David Stern
(1942 - )
David Joel Stern (born September 22, 1942) is a Jewish American lawyer, and has been the Commissioner of the American National Basketball Association (NBA) since 1984. David Stern grew up in Teaneck, New Jersey and is a graduate of Teaneck High School. Stern graduated from Rutgers University where he was a dean's-list history student in 1963, and from Columbia Law School in 1966. Stern has served on the Rutgers University Board of Overseers, and currently serves as Chair of the Board of Trustees of Columbia University.
National Basketball Association
David Stern began working in a law firm that represented the NBA after finishing at Columbia in 1966, and started what has become almost 40 years of association with the league. In 1978, Stern became the NBA's general counsel and by 1980 was Executive Vice President of the NBA. On February 1, 1984, Stern became the fourth Commissioner of the National Basketball Association. This was the same year that four of the biggest NBA superstars of Stern's tenure entered the league - Michael Jordan, Hakeem Olajuwon, Charles Barkley and John Stockton.
It was the arrival of Michael Jordan - and with it his flair, skill, marketability and Nike shoes - that most influenced Stern and the NBA's new wave of greatness.

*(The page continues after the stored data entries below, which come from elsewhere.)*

//! Degradation reporting for whole resource classes.
//!
//! When a resource kind the document should carry yields no entities, the presentation layer
//! gets an [`UnavailabilityMarker`] to render instead of an empty table.

use crate::diagnostics::{DiagnosticKind, Diagnostics};
use crate::{TerminologyError, TerminologyResult};
use ncp_types::NonEmptyText;
use serde::Serialize;

/// Per-kind availability within one pass. Never persisted.
#[derive(Clone, Copy, Debug, PartialEq, Eq, Serialize)]
#[serde(rename_all = "SCREAMING_SNAKE_CASE")]
pub enum AvailabilityState {
    Pending,
    Extracted,
    Available,
    Unavailable,
}

impl AvailabilityState {
    pub fn is_terminal(self) -> bool {
        matches!(self, AvailabilityState::Available | AvailabilityState::Unavailable)
    }
}

/// Tracks one resource kind through `PENDING → EXTRACTED → AVAILABLE | UNAVAILABLE`.
#[derive(Clone, Debug, PartialEq, Eq)]
pub struct AvailabilityTracker {
    resource_kind: String,
    state: AvailabilityState,
    entity_count: usize,
}

impl AvailabilityTracker {
    pub fn new(resource_kind: impl Into<String>) -> Self {
        Self {
            resource_kind: resource_kind.into(),
            state: AvailabilityState::Pending,
            entity_count: 0,
        }
    }

    pub fn state(&self) -> AvailabilityState {
        self.state
    }

    pub fn resource_kind(&self) -> &str {
        &self.resource_kind
    }

    /// Record that extraction finished with `entity_count` entities.
    ///
    /// # Errors
    ///
    /// Returns [`TerminologyError::InvalidInput`] unless the tracker is `PENDING`.
    pub fn extracted(&mut self, entity_count: usize) -> TerminologyResult<()> {
        if self.state != AvailabilityState::Pending {
            return Err(self.bad_transition(AvailabilityState::Extracted));
        }
        self.entity_count = entity_count;
        self.state = AvailabilityState::Extracted;
        Ok(())
    }

    /// Move to the terminal state implied by the extracted count.
    ///
    /// # Errors
    ///
    /// Returns [`TerminologyError::InvalidInput`] unless the tracker is `EXTRACTED`.
    pub fn conclude(&mut self) -> TerminologyResult<AvailabilityState> {
        let next = if self.entity_count > 0 {
            AvailabilityState::Available
        } else {
            AvailabilityState::Unavailable
        };

        if self.state != AvailabilityState::Extracted {
            return Err(self.bad_transition(next));
        }
        self.state = next;
        Ok(next)
    }

    fn bad_transition(&self, to: AvailabilityState) -> TerminologyError {
        TerminologyError::InvalidInput(format!(
            "{}: cannot move from {:?} to {:?}",
            self.resource_kind, self.state, to
        ))
    }
}

/// Placeholder for a resource kind the document did not supply.
#[derive(Clone, Debug, PartialEq, Eq, Serialize)]
#[serde(rename_all = "camelCase")]
pub struct UnavailabilityMarker {
    pub resource_kind: String,
    pub reason: NonEmptyText,
    pub available: bool,
}

/// Marker for `resource_kind` if `entities` is empty, otherwise `None`.
///
/// A blank `reason` is replaced by a generic one. Each detection records one
/// [`DiagnosticKind::ResourceClassAbsent`] warning; calling again with the same input gives
/// an equal marker.
pub fn check_availability<T>(
    entities: &[T],
    resource_kind: &str,
    reason: &str,
    diagnostics: &mut Diagnostics,
) -> Option<UnavailabilityMarker> {
    if !entities.is_empty() {
        return None;
    }

    let default_reason = format!("No {resource_kind} information was provided in this document");
    let reason = NonEmptyText::with_fallback(reason, &default_reason);

    diagnostics.push(
        DiagnosticKind::ResourceClassAbsent,
        Some(resource_kind),
        None,
        reason.as_str(),
    );

    Some(UnavailabilityMarker {
        resource_kind: resource_kind.to_owned(),
        reason,
        available: false,
    })
}

#[cfg(test)]
mod tests {
    use super::*;
    use crate::aggregate::{AggregateEntity, ResourceKind};

    #[test]
    fn empty_entities_yield_a_marker() {
        let mut diagnostics = Diagnostics::new();
        let marker = check_availability::<AggregateEntity>(
            &[],
            "Practitioner",
            "Practitioner information was not provided",
            &mut diagnostics,
        )
        .expect("marker");

        assert_eq!(marker.resource_kind, "Practitioner");
        assert!(!marker.available);
        assert_eq!(marker.reason.as_str(), "Practitioner information was not provided");
        assert_eq!(diagnostics.of_kind(DiagnosticKind::ResourceClassAbsent).count(), 1);
    }

    #[test]
    fn present_entities_yield_nothing() {
        let mut diagnostics = Diagnostics::new();
        let entities = [AggregateEntity::empty(ResourceKind::Practitioner)];

        let marker = check_availability(&entities, "Practitioner", "reason", &mut diagnostics);
        assert!(marker.is_none());
        assert!(diagnostics.is_empty());
    }

    #[test]
    fn repeated_checks_are_equivalent() {
        let mut diagnostics = Diagnostics::new();
        let none: [AggregateEntity; 0] = [];
        let first = check_availability(&none, "Organization", "", &mut diagnostics);
        let second = check_availability(&none, "Organization", "", &mut diagnostics);

        assert_eq!(first, second);
        let marker = first.expect("marker");
        assert!(marker.reason.as_str().contains("Organization"));
        assert_eq!(diagnostics.len(), 2);
    }

    #[test]
    fn marker_serialises_for_presentation() {
        let marker = check_availability::<AggregateEntity>(
            &[],
            "Practitioner",
            "not supplied",
            &mut Diagnostics::new(),
        )
        .expect("marker");

        let json = serde_json::to_value(&marker).expect("serialise");
        assert_eq!(json["resourceKind"], "Practitioner");
        assert_eq!(json["available"], false);
        assert_eq!(json["reason"], "not supplied");
    }

    #[test]
    fn tracker_walks_to_a_terminal_state() {
        let mut tracker = AvailabilityTracker::new("Practitioner");
        assert_eq!(tracker.state(), AvailabilityState::Pending);

        tracker.extracted(0).expect("pending to extracted");
        assert_eq!(
            tracker.conclude().expect("extracted to terminal"),
            AvailabilityState::Unavailable
        );
        assert!(tracker.state().is_terminal());

        assert!(tracker.extracted(1).is_err());
        assert!(tracker.conclude().is_err());
    }

    #[test]
    fn tracker_cannot_conclude_before_extraction() {
        let mut tracker = AvailabilityTracker::new("Organization");
        let err = tracker.conclude().expect_err("should refuse");
        assert!(matches!(err, TerminologyError::InvalidInput(_)));

        tracker.extracted(2).expect("pending to extracted");
        assert_eq!(tracker.conclude().expect("terminal"), AvailabilityState::Available);
    }
}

Jordan and the two other basketball legends of the 1980s - Larry Bird and Magic Johnson - took the game to new heights of popularity and profit, and by 2005 Stern had seen the NBA grow to 30 franchises, expand into Canada, seen games televised across the United States, and also moved into new fields and nations.
The NBA now has 11 offices in cities outside the United States, is televised in 212 nations in 42 languages, and Stern has helped form the Women's National Basketball Association and the National Basketball Development League.